Tavares and about 75 of her fellow parishioners at St. Peter’s Parish in Dorchester took to the streets last week as they do every year on Good Friday. They read the 14 Stations of the Cross, alternating in English and Cape Verdean, as they came to intersections in the neighborhood where violence has taken one or more lives.
The Way of the Cross, or La Via Sacra in Cape Verdean Portuguese, exists in the Roman Catholic tradition as a spiritual pilgrimage of prayer, echoing the journey Jesus was said to have made while carrying the cross to his execution.
Reading the Station did relieve some of the pain, Tavares says. While Andrew Tavares is gone, others who remain must speak up for him, she said. “By my doing this, it shows the community, especially the young kids, that they need to come together,” she added.
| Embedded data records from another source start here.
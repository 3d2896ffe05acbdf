//! Pointer and keyboard state for the viewport.
//!
//! `Input` turns raw window events into per-frame queries: how far the
//! pointer moved while a button was held, how many wheel notches were
//! scrolled, which keys went down, and whether a double-click happened.
//! Call [`Input::begin_frame`] after each rendered frame to clear the
//! per-frame part.

use std::collections::HashSet;
use std::time::{Duration, Instant};

use glam::Vec2;
use winit::event::{ElementState, MouseButton, MouseScrollDelta, WindowEvent};
use winit::keyboard::{KeyCode, PhysicalKey};

/// Longest gap between two clicks that still counts as a double-click.
pub const DOUBLE_CLICK_INTERVAL: Duration = Duration::from_millis(400);
/// Largest pointer travel (logical pixels) between the two clicks.
pub const DOUBLE_CLICK_DISTANCE: f32 = 4.0;

/// Input state tracking for keyboard and pointer.
#[derive(Debug)]
pub struct Input {
    mouse_held: HashSet<MouseButton>,
    keys_pressed: HashSet<KeyCode>,

    // Pointer position in logical pixels
    cursor: Option<Vec2>,
    cursor_delta: Vec2,
    scroll_delta: f32,

    last_click: Option<(Instant, Vec2)>,
    double_clicked: bool,

    scale_factor: f64,
}

impl Input {
    pub fn new(scale_factor: f64) -> Self {
        Self {
            mouse_held: HashSet::new(),
            keys_pressed: HashSet::new(),
            cursor: None,
            cursor_delta: Vec2::ZERO,
            scroll_delta: 0.0,
            last_click: None,
            double_clicked: false,
            scale_factor,
        }
    }

    pub fn mouse_held(&self, button: MouseButton) -> bool {
        self.mouse_held.contains(&button)
    }

    /// Whether `key` went down this frame. Key repeat is ignored.
    pub fn key_pressed(&self, key: KeyCode) -> bool {
        self.keys_pressed.contains(&key)
    }

    /// Pointer travel since the last frame, in logical pixels.
    pub fn cursor_delta(&self) -> Vec2 {
        self.cursor_delta
    }

    /// Wheel notches scrolled this frame. Positive is away from the user.
    pub fn scroll_delta(&self) -> f32 {
        self.scroll_delta
    }

    /// Whether a left double-click completed this frame.
    pub fn double_clicked(&self) -> bool {
        self.double_clicked
    }

    /// Clear per-frame state. Held buttons and cursor position persist.
    pub fn begin_frame(&mut self) {
        self.keys_pressed.clear();
        self.cursor_delta = Vec2::ZERO;
        self.scroll_delta = 0.0;
        self.double_clicked = false;
    }

    pub fn set_scale_factor(&mut self, scale_factor: f64) {
        self.scale_factor = scale_factor;
    }

    /// Forget held buttons, e.g. when the window loses focus mid-drag.
    pub fn release_all(&mut self) {
        self.mouse_held.clear();
    }

    /// Process a winit window event.
    pub fn handle_event(&mut self, event: &WindowEvent) {
        match event {
            WindowEvent::KeyboardInput { event, .. } => {
                if event.state == ElementState::Pressed && !event.repeat {
                    if let PhysicalKey::Code(code) = event.physical_key {
                        self.keys_pressed.insert(code);
                    }
                }
            }

            WindowEvent::MouseInput { state, button, .. } => match state {
                ElementState::Pressed => {
                    self.mouse_held.insert(*button);
                    if *button == MouseButton::Left {
                        if let Some(position) = self.cursor {
                            self.register_click(Instant::now(), position);
                        }
                    }
                }
                ElementState::Released => {
                    self.mouse_held.remove(button);
                }
            },

            WindowEvent::CursorMoved { position, .. } => {
                let logical = position.to_logical::<f32>(self.scale_factor);
                self.move_cursor(Vec2::new(logical.x, logical.y));
            }

            WindowEvent::CursorLeft { .. } => {
                self.cursor = None;
            }

            WindowEvent::MouseWheel { delta, .. } => {
                self.scroll_delta += match delta {
                    MouseScrollDelta::LineDelta(_, y) => *y,
                    MouseScrollDelta::PixelDelta(pos) => pos.y as f32 / 100.0,
                };
            }

            WindowEvent::Focused(false) => self.release_all(),

            _ => {}
        }
    }

    fn move_cursor(&mut self, position: Vec2) {
        if let Some(previous) = self.cursor {
            self.cursor_delta += position - previous;
        }
        self.cursor = Some(position);
    }

    /// Record a left press; completes a double-click when close enough in
    /// time and space to the previous one.
    fn register_click(&mut self, at: Instant, position: Vec2) {
        let is_double = self.last_click.is_some_and(|(time, pos)| {
            at.saturating_duration_since(time) <= DOUBLE_CLICK_INTERVAL
                && pos.distance(position) <= DOUBLE_CLICK_DISTANCE
        });

        if is_double {
            self.double_clicked = true;
            // A third click starts a new pair
            self.last_click = None;
        } else {
            self.last_click = Some((at, position));
        }
    }
}

impl Default for Input {
    fn default() -> Self {
        Self::new(1.0)
    }
}
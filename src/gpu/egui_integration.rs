//! Egui integration for the control panel.
//!
//! Wraps the egui context, winit state and wgpu renderer so the viewer can
//! run one UI pass per frame and paint it over the galaxy.

use std::sync::Arc;
use winit::window::Window;

/// Egui integration state.
pub struct EguiIntegration {
    pub ctx: egui::Context,
    state: egui_winit::State,
    renderer: egui_wgpu::Renderer,
}

/// Output from egui frame processing.
pub struct EguiFrameOutput {
    pub paint_jobs: Vec<egui::ClippedPrimitive>,
    pub textures_delta: egui::TexturesDelta,
    pub pixels_per_point: f32,
}

impl EguiIntegration {
    pub fn new(
        device: &wgpu::Device,
        output_format: wgpu::TextureFormat,
        window: &Arc<Window>,
    ) -> Self {
        let ctx = egui::Context::default();

        // Dark, flat panel over a black sky
        let mut style = egui::Style::default();
        style.visuals = egui::Visuals::dark();
        style.visuals.window_shadow = egui::Shadow::NONE;
        style.visuals.popup_shadow = egui::Shadow::NONE;
        ctx.set_style(style);

        let state = egui_winit::State::new(
            ctx.clone(),
            egui::ViewportId::ROOT,
            window.as_ref(),
            Some(window.scale_factor() as f32),
            None,
            None,
        );

        let renderer = egui_wgpu::Renderer::new(
            device,
            output_format,
            None,  // depth format
            1,     // msaa samples
            false, // dithering
        );

        Self { ctx, state, renderer }
    }

    /// Process a winit event.
    ///
    /// Returns true if egui consumed the event (don't pass to camera controls).
    pub fn on_window_event(
        &mut self,
        window: &Window,
        event: &winit::event::WindowEvent,
    ) -> bool {
        self.state.on_window_event(window, event).consumed
    }

    /// Whether the pointer is over or dragging an egui widget.
    pub fn wants_pointer(&self) -> bool {
        self.ctx.wants_pointer_input() || self.ctx.is_pointer_over_area()
    }

    /// Whether a text field has keyboard focus.
    pub fn wants_keyboard(&self) -> bool {
        self.ctx.wants_keyboard_input()
    }

    /// Run the UI closure for one frame and tessellate the result.
    pub fn run(
        &mut self,
        window: &Window,
        ui: impl FnMut(&egui::Context),
    ) -> EguiFrameOutput {
        let raw_input = self.state.take_egui_input(window);
        let full_output = self.ctx.run(raw_input, ui);

        // Clipboard, cursor icon, IME
        self.state
            .handle_platform_output(window, full_output.platform_output);

        let paint_jobs = self
            .ctx
            .tessellate(full_output.shapes, full_output.pixels_per_point);

        EguiFrameOutput {
            paint_jobs,
            textures_delta: full_output.textures_delta,
            pixels_per_point: full_output.pixels_per_point,
        }
    }

    /// Upload textures and buffers. Call before the egui render pass and
    /// submit the returned command buffers with the frame.
    pub fn prepare(
        &mut self,
        device: &wgpu::Device,
        queue: &wgpu::Queue,
        encoder: &mut wgpu::CommandEncoder,
        output: &EguiFrameOutput,
        screen_descriptor: &egui_wgpu::ScreenDescriptor,
    ) -> Vec<wgpu::CommandBuffer> {
        for (id, image_delta) in &output.textures_delta.set {
            self.renderer.update_texture(device, queue, *id, image_delta);
        }

        self.renderer.update_buffers(
            device,
            queue,
            encoder,
            &output.paint_jobs,
            screen_descriptor,
        )
    }

    /// Paint the prepared frame into `render_pass`.
    pub fn paint(
        &self,
        render_pass: &mut wgpu::RenderPass<'static>,
        output: &EguiFrameOutput,
        screen_descriptor: &egui_wgpu::ScreenDescriptor,
    ) {
        self.renderer
            .render(render_pass, &output.paint_jobs, screen_descriptor);
    }

    /// Free textures after frame is done.
    pub fn cleanup(&mut self, output: &EguiFrameOutput) {
        for id in &output.textures_delta.free {
            self.renderer.free_texture(id);
        }
    }
}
Father Conway said that the Way of the Cross was already active when he came to the parish years ago. “We’ve just unfortunately added names each year, mostly of young people who have died by violence,” he said. The tradition offers prayers to the people who have died and also shows the community at large that there are people trying to make it a better neighborhood. “I was amazed at the number of people on the list that we were praying for,” Conway said of his first time performing the ritual.
More than 30 names were in Conway’s hands as he guided parishioners around the Bowdoin/Geneva neighborhood. For this year, there was only one name added, that of a girl who was struck by a drunk driver on the way home from school. “Things are better,” the priest said, while adding that he does not know how long it will be before the next wave of violence overtakes the community.
Standing beside Conway for most of the journey was Boston Police Captain Richard Sexton. He and a police detail helped direct traffic as parishioners make their way to the different street corners to do their readings. Sexton says that the police have a good relationship with the clergy in the area, but that the ceremony is also meaningful for him, noting that this year marked his third or fourth time participating.
“This makes it real as to the victims that have suffered from violence in the neighborhood,” Sexton says. “Hopefully this will have some effect and prevent the next one from happening.
Newly elected state representative for the fifth Suffolk district Evandro Carvalho joins the event and read the Tenth Station. Education is the most important way to curb violence in the community followed by community policing, he said. “People in our neighborhood unfortunately are dropping out of school and not getting the proper quality education that they need,” he added. “They end up being in the system.”
Many of the later Stations were read by younger community members. Thirteen-year-old Goncalo Barros said the tradition attempts to comfort through prayer those who have died through violence. “I think this can be helped if everyone is at peace with each other and gets along with each other,” he said.
Giobed Rivera, 12, Antonio Andrade, 14, and Nilson DePina, 15, also read Stations. All share last names with those on the list who have died from violence. Walking around to remember those who have passed away brings people together, said DePina. Violence needs to stop, he said, but he added that this is a good tradition. “I felt great that I had the chance to read a Station.”